“But you are not ill?” she cried out, with a note of apprehension in her voice.
He smiled in response to her question. “No, I feel nothing but weariness and a little depression. I can’t help feeling somehow as if I were burning up a part of myself in that fire—the saddle I have ridden for years, my guns, ropes, spurs, everything relating to the forest, are gone, and with them my youth. I have been something of a careless freebooter myself, I fear; but that is all over with now.” He looked her in the face with a sad and resolute glance. “The Forest Service made a man of me, taught me to regard the future. I never accepted responsibility till I became a ranger, and in thinking it all over I have decided to stay with it, as the boys say, ‘till the spring rains.’”
“I am very glad of that,” she said.
“Yes; Dalton thinks I can qualify for the position of Supervisor, and Redfield may offer me the supervision of this forest. If he does, I will accept it—if you will go with me and share the small home which the Supervisor’s pay provides. Will you go?”

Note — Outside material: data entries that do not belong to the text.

pub mod batch;
pub mod client;
pub mod crawler;
pub mod error;
pub mod extract;
mod images;
mod rate_limit;
pub mod session;
pub mod sink;

pub use batch::{BatchEntry, BatchFailure, CRAWL_FAILED};
pub use client::{HttpCrawler, HttpFetcher};
pub use crawler::{BrowserCrawler, ProductCrawler};
pub use error::CrawlError;
pub use extract::PageExtractor;
pub use session::{
    BrowserSession, ChromiumLauncher, ChromiumSession, SessionFactory, SessionSource, SessionState,
};
pub use sink::{JsonFileSink, ProductSink};

use prodcrawl_core::RulesetRegistry;

/// Compiles the ruleset registered under `target`.
///
/// # Errors
///
/// - [`CrawlError::UnknownTarget`] if no ruleset is registered for `target`.
/// - [`CrawlError::InvalidSelector`] / [`CrawlError::InvalidPattern`] if it does not compile.
pub fn extractor_for(registry: &RulesetRegistry, target: &str) -> Result<PageExtractor, CrawlError> {
    let ruleset = registry
        .get(target)
        .ok_or_else(|| CrawlError::UnknownTarget(target.to_owned()))?;
    PageExtractor::new(ruleset)
}
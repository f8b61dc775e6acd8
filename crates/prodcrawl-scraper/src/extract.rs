//! Page Extractor: rendered markup + compiled ruleset → [`ProductRecord`].
//!
//! Extraction is best-effort. A selector that matches nothing leaves its
//! field absent and never fails the page; the only error is markup that is
//! empty and therefore cannot be a document at all.

use prodcrawl_core::{DetailsTable, Field, ImageSource, ProductRecord, Ruleset, Source};
use reqwest::Url;
use scraper::{ElementRef, Html, Selector};

use crate::error::CrawlError;
use crate::images::{promote_main, push_unique, ImageNormalizer};

/// A [`Ruleset`] with every selector and pattern compiled.
///
/// Built once per target at startup and shared read-only (behind `Arc`)
/// across all extractions. `extract` is a pure function of its inputs.
#[derive(Debug)]
pub struct PageExtractor {
    rules: Vec<CompiledRule>,
    details: Option<CompiledDetails>,
    breadcrumbs: Option<Selector>,
    url_id_marker: Option<String>,
    main_image: Option<CompiledImage>,
    gallery: Vec<CompiledImage>,
    images: ImageNormalizer,
    /// Every lowercased keyword of every keyword source, used to decide which
    /// field a details row belongs to.
    keywords: Vec<String>,
}

#[derive(Debug)]
struct CompiledRule {
    field: Field,
    sources: Vec<CompiledSource>,
}

#[derive(Debug)]
enum CompiledSource {
    Text(Selector),
    Attribute(Selector, String),
    /// Keywords are stored lowercased.
    Keywords(Vec<String>),
}

#[derive(Debug)]
struct CompiledDetails {
    rows: Selector,
    /// `(label, value)` cell selectors; `None` means split row text at `:`.
    cells: Option<(Selector, Selector)>,
}

/// One details-table row with its label lowercased.
///
/// `claim` is the length of the longest ruleset keyword contained in the
/// label. A keyword source only takes the row when its own best match is that
/// long, so `Manufacturer recommended age` goes to the age field and never to
/// a field keyed on `Manufacturer`.
#[derive(Debug, Clone, PartialEq, Eq)]
pub(crate) struct DetailRow {
    label: String,
    value: String,
    claim: usize,
}

impl DetailRow {
    pub(crate) fn new(label: &str, value: String, keywords: &[String]) -> Self {
        let label = label.to_lowercase();
        let claim = longest_match(&label, keywords);
        Self {
            label,
            value,
            claim,
        }
    }
}

#[derive(Debug)]
struct CompiledImage {
    selector: Selector,
    attribute: String,
}

fn compile(selector: &str) -> Result<Selector, CrawlError> {
    Selector::parse(selector).map_err(|e| CrawlError::InvalidSelector {
        selector: selector.to_owned(),
        reason: e.to_string(),
    })
}

impl PageExtractor {
    /// Compiles `ruleset`.
    ///
    /// # Errors
    ///
    /// - [`CrawlError::InvalidSelector`] if any CSS selector does not parse.
    /// - [`CrawlError::InvalidPattern`] if the image resize pattern is not a valid regex.
    pub fn new(ruleset: &Ruleset) -> Result<Self, CrawlError> {
        let rules = ruleset
            .rules
            .iter()
            .map(|rule| {
                let sources = rule
                    .sources
                    .iter()
                    .map(compile_source)
                    .collect::<Result<Vec<_>, _>>()?;
                Ok(CompiledRule {
                    field: rule.field,
                    sources,
                })
            })
            .collect::<Result<Vec<_>, CrawlError>>()?;

        let keywords = rules
            .iter()
            .flat_map(|rule| &rule.sources)
            .filter_map(|source| match source {
                CompiledSource::Keywords(keywords) => Some(keywords),
                _ => None,
            })
            .flatten()
            .cloned()
            .collect();

        let details = ruleset.details.as_ref().map(compile_details).transpose()?;
        let breadcrumbs = ruleset.breadcrumbs.as_deref().map(compile).transpose()?;
        let main_image = ruleset.images.main.as_ref().map(compile_image).transpose()?;
        let gallery = ruleset
            .images
            .gallery
            .iter()
            .map(compile_image)
            .collect::<Result<Vec<_>, _>>()?;

        Ok(Self {
            rules,
            details,
            breadcrumbs,
            url_id_marker: ruleset.url_id_marker.clone(),
            main_image,
            gallery,
            images: ImageNormalizer::new(&ruleset.images)?,
            keywords,
        })
    }

    /// Extracts a [`ProductRecord`] for `url` from its rendered `markup`.
    ///
    /// # Errors
    ///
    /// Returns [`CrawlError::Parse`] if `markup` is empty or whitespace-only.
    /// Missing fields are never an error.
    pub fn extract(&self, markup: &str, url: &str) -> Result<ProductRecord, CrawlError> {
        if markup.trim().is_empty() {
            return Err(CrawlError::Parse(format!("empty document for {url}")));
        }

        let document = Html::parse_document(markup);
        let mut record = ProductRecord::new(url);

        let rows = self
            .details
            .as_ref()
            .map(|d| detail_rows(&document, d))
            .unwrap_or_default()
            .into_iter()
            .map(|(label, value)| DetailRow::new(&label, value, &self.keywords))
            .collect::<Vec<_>>();

        for rule in &self.rules {
            let value = rule
                .sources
                .iter()
                .find_map(|source| apply_source(&document, source, &rows));
            if let Some(value) = value {
                set_field(&mut record, rule.field, value);
            }
        }

        if record.id.is_none() {
            record.id = self
                .url_id_marker
                .as_deref()
                .and_then(|marker| id_from_url(url, marker));
        }

        if let Some(selector) = &self.breadcrumbs {
            let mut crumbs = document
                .select(selector)
                .map(|el| element_text(&el))
                .filter(|t| !t.is_empty());
            record.category = crumbs.next();
            record.sub_category = crumbs.next();
        }

        record.images = self.collect_images(&document, url);

        Ok(record)
    }

    fn collect_images(&self, document: &Html, url: &str) -> Vec<String> {
        let page = Url::parse(url).ok();
        let mut images = Vec::new();

        for source in &self.gallery {
            for el in document.select(&source.selector) {
                let prepared = el
                    .value()
                    .attr(&source.attribute)
                    .and_then(|raw| self.images.prepare(raw, page.as_ref()));
                if let Some(image) = prepared {
                    push_unique(&mut images, image);
                }
            }
        }

        let main = self.main_image.as_ref().and_then(|source| {
            document
                .select(&source.selector)
                .next()
                .and_then(|el| el.value().attr(&source.attribute))
                .and_then(|raw| self.images.prepare(raw, page.as_ref()))
        });
        if let Some(main) = main {
            promote_main(&mut images, main);
        }

        images
    }
}

fn compile_source(source: &Source) -> Result<CompiledSource, CrawlError> {
    Ok(match source {
        Source::Text { selector } => CompiledSource::Text(compile(selector)?),
        Source::Attribute {
            selector,
            attribute,
        } => CompiledSource::Attribute(compile(selector)?, attribute.clone()),
        Source::Keywords { keywords } => CompiledSource::Keywords(
            keywords
                .iter()
                .map(|k| k.trim().to_lowercase())
                .filter(|k| !k.is_empty())
                .collect(),
        ),
    })
}

fn compile_details(details: &DetailsTable) -> Result<CompiledDetails, CrawlError> {
    let cells = match (&details.label, &details.value) {
        (Some(label), Some(value)) => Some((compile(label)?, compile(value)?)),
        _ => None,
    };
    Ok(CompiledDetails {
        rows: compile(&details.rows)?,
        cells,
    })
}

fn compile_image(image: &ImageSource) -> Result<CompiledImage, CrawlError> {
    Ok(CompiledImage {
        selector: compile(&image.selector)?,
        attribute: image.attribute.clone(),
    })
}

/// Text content of `el`, text nodes joined by a single space with runs of
/// whitespace collapsed.
fn element_text(el: &ElementRef<'_>) -> String {
    el.text()
        .flat_map(str::split_whitespace)
        .collect::<Vec<_>>()
        .join(" ")
}

fn non_empty(value: String) -> Option<String> {
    if value.is_empty() {
        None
    } else {
        Some(value)
    }
}

fn apply_source(
    document: &Html,
    source: &CompiledSource,
    rows: &[DetailRow],
) -> Option<String> {
    match source {
        CompiledSource::Text(selector) => document
            .select(selector)
            .next()
            .and_then(|el| non_empty(element_text(&el))),
        CompiledSource::Attribute(selector, attribute) => document
            .select(selector)
            .next()
            .and_then(|el| el.value().attr(attribute))
            .and_then(|v| non_empty(v.trim().to_owned())),
        CompiledSource::Keywords(keywords) => lookup_keywords(rows, keywords),
    }
}

/// Value of the first non-empty row this keyword list claims. `keywords`
/// must already be lowercased.
pub(crate) fn lookup_keywords(rows: &[DetailRow], keywords: &[String]) -> Option<String> {
    rows.iter().find_map(|row| {
        if row.value.is_empty() {
            return None;
        }
        let best = longest_match(&row.label, keywords);
        (best > 0 && best == row.claim).then(|| row.value.clone())
    })
}

/// Length of the longest keyword contained in `label`, or 0.
fn longest_match(label: &str, keywords: &[String]) -> usize {
    keywords
        .iter()
        .filter(|k| label.contains(k.as_str()))
        .map(String::len)
        .max()
        .unwrap_or(0)
}

fn detail_rows(document: &Html, details: &CompiledDetails) -> Vec<(String, String)> {
    document
        .select(&details.rows)
        .filter_map(|row| match &details.cells {
            Some((label_sel, value_sel)) => {
                let label = row.select(label_sel).next()?;
                let value = row.select(value_sel).next()?;
                Some((element_text(&label), element_text(&value)))
            }
            None => {
                let text = element_text(&row);
                let (label, value) = text.split_once(':')?;
                Some((label.trim().to_owned(), value.trim().to_owned()))
            }
        })
        .collect()
}

/// Id from the path segment following `marker`, without any trailing path,
/// query, or fragment. `/dp/B000ABC123/ref=xyz` → `B000ABC123`.
pub(crate) fn id_from_url(url: &str, marker: &str) -> Option<String> {
    let (_, rest) = url.split_once(marker)?;
    let id = rest.split(['/', '?', '#']).next()?;
    non_empty(id.to_owned())
}

fn set_field(record: &mut ProductRecord, field: Field, value: String) {
    let slot = match field {
        Field::Id => &mut record.id,
        Field::Sku => &mut record.sku,
        Field::Upc => &mut record.upc,
        Field::MfrNumber => &mut record.mfr_number,
        Field::Brand => &mut record.brand,
        Field::Title => &mut record.title,
        Field::Description => &mut record.description,
        Field::RecommendedAge => &mut record.recommended_age,
        Field::Language => &mut record.language,
        Field::Price => &mut record.price,
        Field::Currency => &mut record.currency,
        Field::Availability => &mut record.availability,
    };
    *slot = Some(value);
}

#[cfg(test)]
#[path = "extract_test.rs"]
mod tests;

In the light of his burning cabin, and in the shadow of the great peaks, Lee Virginia could not fail of a certain largeness and dignity of mood. She neither blushed nor stammered, as she responded: “I will go anywhere in the world with you.”
He could not touch so much as the hem of her garment, but his eyes embraced her, as he said: “God bless you for the faith you seem to have in me!”
Redfield’s voice interrupted with hearty clamor. “And now, Miss Virginia, you go back and rustle some breakfast for us all. Swenson, bring the horses in and harness my team; I’m going to take these women down the canon. And, Ross, you’d better saddle up as soon as you feel rested and ride across the divide, and go into camp in that little old cabin by the dam above my house. You’ll have to be sequestered for a few days, I reckon, till we see how you’re coming out. I’ll telephone over to the Fork and have the place made ready for you, and I’ll have the doctor go up there to meet you and put you straight. If you’re going to be sick we’ll want you where we can look after you. Isn’t that so, Lee Virginia?”
“Indeed it is,” replied the girl, earnestly.
“But I’m not going to be sick,” retorted Cavanagh. “I refuse to be sick.”